WHAT THE TASK REQUIRES —
Make an exact copy of all the entries shown below.

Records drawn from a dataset
//! Response records, the HTTP/1.1 response parser and the response body streamer.

use bytes::Bytes;
use http::StatusCode;

use crate::headers::Headers;

pub(crate) mod parse;
pub(crate) mod stream;

pub use self::parse::ParseError;

/// A parsed response.
///
/// Responses do not depend on the scheme or transport they were read from. Once a
/// response has been handed to the caller it is not modified again.
#[derive(Debug, Clone, PartialEq, Eq)]
pub struct Response {
    status: StatusCode,
    reason: String,
    headers: Headers,
    body: Bytes,
}

impl Response {
    /// Create a response with the given status, the canonical reason phrase, no headers and an empty body.
    pub fn new(status: StatusCode) -> Self {
        Self {
            status,
            reason: status.canonical_reason().unwrap_or_default().to_owned(),
            headers: Headers::new(),
            body: Bytes::new(),
        }
    }

    pub(crate) fn from_parts(status: StatusCode, reason: String, headers: Headers, body: Bytes) -> Self {
        Self {
            status,
            reason,
            headers,
            body,
        }
    }

    /// Replace the reason phrase.
    pub fn with_reason<S: Into<String>>(mut self, reason: S) -> Self {
        self.reason = reason.into();
        self
    }

    /// Append a header line.
    pub fn with_header<K, V>(mut self, name: K, value: V) -> Self
    where
        K: Into<String>,
        V: Into<String>,
    {
        self.headers.append(name, value);
        self
    }

    /// Replace the body.
    pub fn with_body<B: Into<Bytes>>(mut self, body: B) -> Self {
        self.body = body.into();
        self
    }

    /// Status code.
    pub fn status(&self) -> StatusCode {
        self.status
    }

    /// Reason phrase from the status line.
    pub fn reason(&self) -> &str {
        &self.reason
    }

    /// Response headers, including any chunked trailers.
    pub fn headers(&self) -> &Headers {
        &self.headers
    }

    /// The buffered body. Empty when the body was delivered to a response block.
    pub fn body(&self) -> &Bytes {
        &self.body
    }

    /// Consume the response, returning the body.
    pub fn into_body(self) -> Bytes {
        self.body
    }

    pub(crate) fn take_body(&mut self) -> Bytes {
        std::mem::take(&mut self.body)
    }

    /// Does the `Connection` header carry a `close` token?
    pub fn wants_close(&self) -> bool {
        self.headers.has_token("Connection", "close")
    }
}

#[cfg(test)]
mod tests {
    use super::*;

    #[test]
    fn builder_style() {
        let response = Response::new(StatusCode::CREATED)
            .with_header("Location", "/items/1")
            .with_body("made");
        assert_eq!(response.status(), StatusCode::CREATED);
        assert_eq!(response.reason(), "Created");
        assert_eq!(response.headers().get("location"), Some("/items/1"));
        assert_eq!(response.body().as_ref(), b"made");
    }

    #[test]
    fn close_token_is_case_insensitive() {
        let response = Response::new(StatusCode::OK).with_header("connection", "Close");
        assert!(response.wants_close());

        let response = Response::new(StatusCode::OK).with_header("Connection", "keep-alive");
        assert!(!response.wants_close());
    }
}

SOLUTION FOR THIS TASK —
//! Response records, the HTTP/1.1 response parser and the response body streamer.

use bytes::Bytes;
use http::StatusCode;

use crate::headers::Headers;

pub(crate) mod parse;
pub(crate) mod stream;

pub use self::parse::ParseError;

/// A parsed response.
///
/// Responses do not depend on the scheme or transport they were read from. Once a
/// response has been handed to the caller it is not modified again.
#[derive(Debug, Clone, PartialEq, Eq)]
pub struct Response {
    status: StatusCode,
    reason: String,
    headers: Headers,
    body: Bytes,
}

impl Response {
    /// Create a response with the given status, the canonical reason phrase, no headers and an empty body.
    pub fn new(status: StatusCode) -> Self {
        Self {
            status,
            reason: status.canonical_reason().unwrap_or_default().to_owned(),
            headers: Headers::new(),
            body: Bytes::new(),
        }
    }

    pub(crate) fn from_parts(status: StatusCode, reason: String, headers: Headers, body: Bytes) -> Self {
        Self {
            status,
            reason,
            headers,
            body,
        }
    }

    /// Replace the reason phrase.
    pub fn with_reason<S: Into<String>>(mut self, reason: S) -> Self {
        self.reason = reason.into();
        self
    }

    /// Append a header line.
    pub fn with_header<K, V>(mut self, name: K, value: V) -> Self
    where
        K: Into<String>,
        V: Into<String>,
    {
        self.headers.append(name, value);
        self
    }

    /// Replace the body.
    pub fn with_body<B: Into<Bytes>>(mut self, body: B) -> Self {
        self.body = body.into();
        self
    }

    /// Status code.
    pub fn status(&self) -> StatusCode {
        self.status
    }

    /// Reason phrase from the status line.
    pub fn reason(&self) -> &str {
        &self.reason
    }

    /// Response headers, including any chunked trailers.
    pub fn headers(&self) -> &Headers {
        &self.headers
    }

    /// The buffered body. Empty when the body was delivered to a response block.
    pub fn body(&self) -> &Bytes {
        &self.body
    }

    /// Consume the response, returning the body.
    pub fn into_body(self) -> Bytes {
        self.body
    }

    pub(crate) fn take_body(&mut self) -> Bytes {
        std::mem::take(&mut self.body)
    }

    /// Does the `Connection` header carry a `close` token?
    pub fn wants_close(&self) -> bool {
        self.headers.has_token("Connection", "close")
    }
}

#[cfg(test)]
mod tests {
    use super::*;

    #[test]
    fn builder_style() {
        let response = Response::new(StatusCode::CREATED)
            .with_header("Location", "/items/1")
            .with_body("made");
        assert_eq!(response.status(), StatusCode::CREATED);
        assert_eq!(response.reason(), "Created");
        assert_eq!(response.headers().get("location"), Some("/items/1"));
        assert_eq!(response.body().as_ref(), b"made");
    }

    #[test]
    fn close_token_is_case_insensitive() {
        let response = Response::new(StatusCode::OK).with_header("connection", "Close");
        assert!(response.wants_close());

        let response = Response::new(StatusCode::OK).with_header("Connection", "keep-alive");
        assert!(!response.wants_close());
    }
}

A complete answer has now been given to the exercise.